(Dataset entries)
################
//! # Commitment Artifact
//!
//! The persisted output of a drop: the root, the leaf encoding that
//! produced it, and one proof per committed record.
//!
//! ```json
//! {
//!   "root": "0x…",
//!   "encoding": { "hash": "keccak256", "leaf": "double", "packing": "standard",
//!                 "fields": [{ "name": "index", "type": "uint256" }, …] },
//!   "proofs": [ { "index": 0, "address": "0x…", "proof": ["0x…", …] }, … ]
//! }
//! ```
//!
//! Record-identifying fields are flattened into each proof entry in schema
//! order. Claim processors and on-chain verifiers recompute the leaf from
//! those raw fields and the published `encoding`; they never receive a
//! precomputed leaf.

use std::fs;
use std::io::Write;
use std::path::Path;

use serde::{Deserialize, Serialize};
use serde_json::Value;

use merkledrop_core::{
    Digest, FieldValue, LeafEncoding, MerkleDropError, Record, RecordSchema, TreeError,
};

use crate::leaf::SchemaEncoder;
use crate::proof::{proof_for, verify_record};
use crate::tree::MerkleTree;

/// Root, encoding, and per-record proofs of one commitment.
#[derive(Debug, Clone, PartialEq, Serialize, Deserialize)]
pub struct Artifact {
    /// The published root.
    pub root: Digest,
    /// How leaves were derived from records.
    pub encoding: LeafEncoding,
    /// One entry per committed record, in leaf order.
    pub proofs: Vec<ProofEntry>,
}

/// A record's identifying fields and its inclusion proof.
#[derive(Debug, Clone, PartialEq, Serialize, Deserialize)]
pub struct ProofEntry {
    /// Schema fields of the record, normalized.
    #[serde(flatten)]
    pub fields: Record,
    /// Sibling path to the root.
    pub proof: Vec<Digest>,
}

/// Assemble an artifact from a built tree.
///
/// `identities[i]` are the identifying fields of leaf `i`.
///
/// # Errors
///
/// Returns [`TreeError::IndexOutOfRange`] if there are more identities than
/// leaves.
pub fn export(
    encoding: &LeafEncoding,
    tree: &MerkleTree,
    identities: Vec<Record>,
) -> Result<Artifact, TreeError> {
    let proofs = identities
        .into_iter()
        .enumerate()
        .map(|(i, fields)| {
            Ok(ProofEntry {
                fields,
                proof: proof_for(tree, i)?,
            })
        })
        .collect::<Result<Vec<_>, TreeError>>()?;

    Ok(Artifact {
        root: tree.root(),
        encoding: encoding.clone(),
        proofs,
    })
}

/// The identifying fields of a record as they appear in an artifact.
///
/// Keys follow schema order. Addresses become lowercase `0x` hex; integers
/// supplied as JSON numbers stay numbers, other integers become decimal
/// strings.
pub fn identity_fields(schema: &RecordSchema, record: &Record, values: &[FieldValue]) -> Record {
    schema
        .fields
        .iter()
        .zip(values)
        .map(|(spec, value)| {
            let json = match (record.get(&spec.name), value) {
                (Some(n @ Value::Number(_)), FieldValue::Uint256(_)) => n.clone(),
                _ => value.to_json(),
            };
            (spec.name.clone(), json)
        })
        .collect()
}

impl Artifact {
    /// An encoder for this artifact's record schema.
    pub fn encoder(&self) -> SchemaEncoder {
        SchemaEncoder::new(self.encoding.schema.clone())
    }

    /// The entry whose identifying fields equal those of `record`.
    ///
    /// Fields are compared after parsing, so `"0xABC…"` matches `"0xabc…"`
    /// and `7` matches `"7"`.
    pub fn find_entry(&self, record: &Record) -> Option<&ProofEntry> {
        self.find_entry_by(&self.encoding.schema, record)
    }

    /// Like [`Artifact::find_entry`], comparing fields under `schema`
    /// instead of the published one.
    pub fn find_entry_by(&self, schema: &RecordSchema, record: &Record) -> Option<&ProofEntry> {
        let wanted = schema.parse_record(record).ok()?;
        self.proofs
            .iter()
            .find(|entry| {
                schema
                    .parse_record(&entry.fields)
                    .is_ok_and(|values| values == wanted)
            })
    }

    /// Verify `record` against this artifact's root with an explicit proof.
    pub fn verify_record(&self, record: &Record, proof: &[Digest]) -> bool {
        verify_record(
            &self.encoder(),
            record,
            self.encoding.leaf,
            self.encoding.hash,
            proof,
            &self.root,
        )
    }

    /// Verify one of this artifact's own entries.
    pub fn verify_entry(&self, entry: &ProofEntry) -> bool {
        self.verify_record(&entry.fields, &entry.proof)
    }

    /// Pretty-printed JSON.
    pub fn to_json_pretty(&self) -> Result<String, MerkleDropError> {
        Ok(serde_json::to_string_pretty(self)?)
    }

    /// Load an artifact from a JSON file.
    pub fn read(path: &Path) -> Result<Self, MerkleDropError> {
        let content = fs::read_to_string(path)?;
        Ok(serde_json::from_str(&content)?)
    }

    /// Write the artifact as pretty JSON, replacing `path` atomically.
    pub fn write(&self, path: &Path) -> Result<(), MerkleDropError> {
        write_file_atomic(path, &self.to_json_pretty()?)
    }
}

/// Write `contents` to a uniquely named temp file beside `path`, then
/// persist it over `path`. The temp file is removed if any step fails.
pub fn write_file_atomic(path: &Path, contents: &str) -> Result<(), MerkleDropError> {
    let parent = match path.parent() {
        Some(dir) if !dir.as_os_str().is_empty() => dir,
        _ => Path::new("."),
    };
    let mut file = tempfile::NamedTempFile::new_in(parent)?;
    file.write_all(contents.as_bytes())?;
    file.write_all(b"\n")?;
    file.as_file().sync_all()?;
    file.persist(path).map_err(|e| e.error)?;
    Ok(())
}

#[cfg(test)]
mod tests {
    use super::*;
    use crate::leaf::{encode_fields, hash_leaf};
    use crate::tree::build;
    use merkledrop_core::SchemaPreset;
    use serde_json::json;

    fn record(value: Value) -> Record {
        match value {
            Value::Object(map) => map,
            _ => panic!("test record must be an object"),
        }
    }

    fn whitelist_artifact() -> Artifact {
        let encoding = LeafEncoding::preset(SchemaPreset::Whitelist);
        let records: Vec<Record> = (0..3u64)
            .map(|i| {
                record(json!({
                    "index": i,
                    "address": format!("0x{:040x}", i + 1)
                }))
            })
            .collect();
        let mut leaves = Vec::new();
        let mut identities = Vec::new();
        for r in &records {
            let values = encoding.schema.parse_record(r).unwrap();
            leaves.push(hash_leaf(
                encoding.hash,
                encoding.leaf,
                &encode_fields(encoding.schema.packing, &values),
            ));
            identities.push(identity_fields(&encoding.schema, r, &values));
        }
        let tree = build(encoding.hash, leaves).unwrap();
        export(&encoding, &tree, identities).unwrap()
    }

    #[test]
    fn whitelist_root_vector() {
        let artifact = whitelist_artifact();
        assert_eq!(
            artifact.root.to_hex(),
            "0x39092475463aae463e92de67d302be6719c1b5d1972acf32b4f3a34ddab56aaa"
        );
        assert_eq!(
            artifact.proofs[2].proof,
            vec![Digest::from_hex(
                "0x1db846c695640bfaf8f98f8c93e9be9817926fa81509e53b2f7926eb0bf24d02"
            )
            .unwrap()]
        );
    }

    #[test]
    fn json_shape() {
        let artifact = whitelist_artifact();
        let v = serde_json::to_value(&artifact).unwrap();
        let root = v["root"].as_str().unwrap();
        assert!(root.starts_with("0x") && root.len() == 66);
        assert_eq!(v["encoding"]["leaf"], json!("double"));
        let entry = &v["proofs"][0];
        assert_eq!(entry["index"], json!(0));
        assert_eq!(
            entry["address"],
            json!("0x0000000000000000000000000000000000000001")
        );
        assert!(entry["proof"].is_array());

        let keys: Vec<&String> = entry.as_object().unwrap().keys().collect();
        assert_eq!(keys, vec!["index", "address", "proof"]);
    }

    #[test]
    fn json_roundtrip_preserves_entries() {
        let artifact = whitelist_artifact();
        let text = artifact.to_json_pretty().unwrap();
        let back: Artifact = serde_json::from_str(&text).unwrap();
        assert_eq!(back, artifact);
    }

    #[test]
    fn every_entry_verifies() {
        let artifact = whitelist_artifact();
        for entry in &artifact.proofs {
            assert!(artifact.verify_entry(entry));
        }
    }

    #[test]
    fn find_entry_normalizes_fields() {
        let artifact = whitelist_artifact();
        let query = record(json!({
            "index": "1",
            "address": "0x0000000000000000000000000000000000000002"
        }));
        let entry = artifact.find_entry(&query).unwrap();
        assert_eq!(entry.fields["index"], json!(1));
        assert!(artifact.verify_record(&query, &entry.proof));

        let stranger = record(json!({
            "index": 1,
            "address": "0x0000000000000000000000000000000000000009"
        }));
        assert!(artifact.find_entry(&stranger).is_none());
    }

    #[test]
    fn find_entry_by_compares_under_given_schema() {
        let artifact = whitelist_artifact();
        let by_address = record(json!({
            "address": "0x0000000000000000000000000000000000000002"
        }));
        assert!(artifact.find_entry(&by_address).is_none());

        let addresses = SchemaPreset::Addresses.schema();
        let entry = artifact.find_entry_by(&addresses, &by_address).unwrap();
        assert_eq!(entry.fields["index"], json!(1));
    }

    #[test]
    fn tampered_record_fails() {
        let artifact = whitelist_artifact();
        let entry = &artifact.proofs[1];
        let mut forged = entry.fields.clone();
        forged.insert("index".into(), json!(2));
        assert!(!artifact.verify_record(&forged, &entry.proof));
    }

    #[test]
    fn large_amounts_are_exported_as_decimal_strings() {
        let schema = SchemaPreset::Allocation.schema();
        let r = record(json!({
            "address": "0x000000000000000000000000000000000000000A",
            "amount": "0x2b5e3af16b1880000"
        }));
        let values = schema.parse_record(&r).unwrap();
        let ids = identity_fields(&schema, &r, &values);
        assert_eq!(
            ids["address"],
            json!("0x000000000000000000000000000000000000000a")
        );
        assert_eq!(ids["amount"], json!("50000000000000000000"));
    }

    #[test]
    fn export_rejects_surplus_identities() {
        let encoding = LeafEncoding::preset(SchemaPreset::Addresses);
        let tree = build(encoding.hash, vec![Digest::new([1; 32])]).unwrap();
        let err = export(&encoding, &tree, vec![Record::new(), Record::new()]).unwrap_err();
        assert!(matches!(err, TreeError::IndexOutOfRange { index: 1, .. }));
    }

    #[test]
    fn write_and_read_back() {
        let dir = tempfile::tempdir().unwrap();
        let path = dir.path().join("merkle.json");
        let artifact = whitelist_artifact();
        artifact.write(&path).unwrap();
        assert_eq!(Artifact::read(&path).unwrap(), artifact);
        let leftovers: Vec<_> = fs::read_dir(dir.path()).unwrap().collect();
        assert_eq!(leftovers.len(), 1);
    }

    #[test]
    fn write_leaves_neighbouring_files_alone() {
        let dir = tempfile::tempdir().unwrap();
        let path = dir.path().join("merkle.json");
        let neighbour = dir.path().join("merkle.tmp");
        fs::write(&neighbour, "[]").unwrap();

        whitelist_artifact().write(&path).unwrap();
        assert_eq!(fs::read_to_string(&neighbour).unwrap(), "[]");
    }

    #[test]
    fn write_into_missing_directory_is_io_error() {
        let dir = tempfile::tempdir().unwrap();
        let missing_dir = dir.path().join("absent").join("merkle.json");
        assert!(matches!(
            whitelist_artifact().write(&missing_dir),
            Err(MerkleDropError::Io(_))
        ));
        assert!(!dir.path().join("absent").exists());
    }
}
################
## EXERCISE DIRECTIONS
Looking at the data above, give the number of lines that include "MerkleTree"; add nothing else.

## ANSWER TO THE PROBLEM
2